Scan the data that follows and count the lines with the string "NotFound"; answer with the count alone.

•••••

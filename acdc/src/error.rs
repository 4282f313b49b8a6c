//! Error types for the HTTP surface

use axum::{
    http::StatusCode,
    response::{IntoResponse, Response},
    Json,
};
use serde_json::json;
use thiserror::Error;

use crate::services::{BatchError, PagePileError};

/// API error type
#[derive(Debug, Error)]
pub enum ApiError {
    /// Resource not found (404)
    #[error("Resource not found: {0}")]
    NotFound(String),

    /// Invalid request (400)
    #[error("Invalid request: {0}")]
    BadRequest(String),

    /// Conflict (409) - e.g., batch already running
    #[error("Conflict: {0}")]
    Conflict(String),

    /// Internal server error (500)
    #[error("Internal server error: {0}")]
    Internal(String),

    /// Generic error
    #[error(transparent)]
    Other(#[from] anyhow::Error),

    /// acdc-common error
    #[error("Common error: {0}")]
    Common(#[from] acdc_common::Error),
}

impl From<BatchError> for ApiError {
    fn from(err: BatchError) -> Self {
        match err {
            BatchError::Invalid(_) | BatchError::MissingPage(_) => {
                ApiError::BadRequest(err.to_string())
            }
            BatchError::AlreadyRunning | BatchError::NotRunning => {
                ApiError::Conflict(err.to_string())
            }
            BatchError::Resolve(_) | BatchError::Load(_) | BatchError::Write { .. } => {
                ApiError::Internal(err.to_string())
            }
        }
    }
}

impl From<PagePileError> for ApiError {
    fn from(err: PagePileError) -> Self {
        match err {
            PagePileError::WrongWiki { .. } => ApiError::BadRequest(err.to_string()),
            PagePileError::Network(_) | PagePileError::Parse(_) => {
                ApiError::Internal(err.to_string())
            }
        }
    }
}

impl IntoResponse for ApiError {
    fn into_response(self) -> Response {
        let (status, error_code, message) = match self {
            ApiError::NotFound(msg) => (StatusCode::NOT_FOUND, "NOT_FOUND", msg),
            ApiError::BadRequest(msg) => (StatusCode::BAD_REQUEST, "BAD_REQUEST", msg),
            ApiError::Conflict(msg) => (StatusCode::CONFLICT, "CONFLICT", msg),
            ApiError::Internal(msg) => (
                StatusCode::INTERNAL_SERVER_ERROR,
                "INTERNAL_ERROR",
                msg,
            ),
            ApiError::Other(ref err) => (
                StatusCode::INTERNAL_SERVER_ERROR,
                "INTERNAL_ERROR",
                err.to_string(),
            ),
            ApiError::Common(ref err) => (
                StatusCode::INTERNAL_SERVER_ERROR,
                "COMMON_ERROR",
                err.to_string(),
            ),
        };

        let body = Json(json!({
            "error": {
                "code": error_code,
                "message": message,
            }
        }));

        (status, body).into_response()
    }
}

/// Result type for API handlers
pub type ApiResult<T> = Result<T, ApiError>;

•••••

(Your solution) 2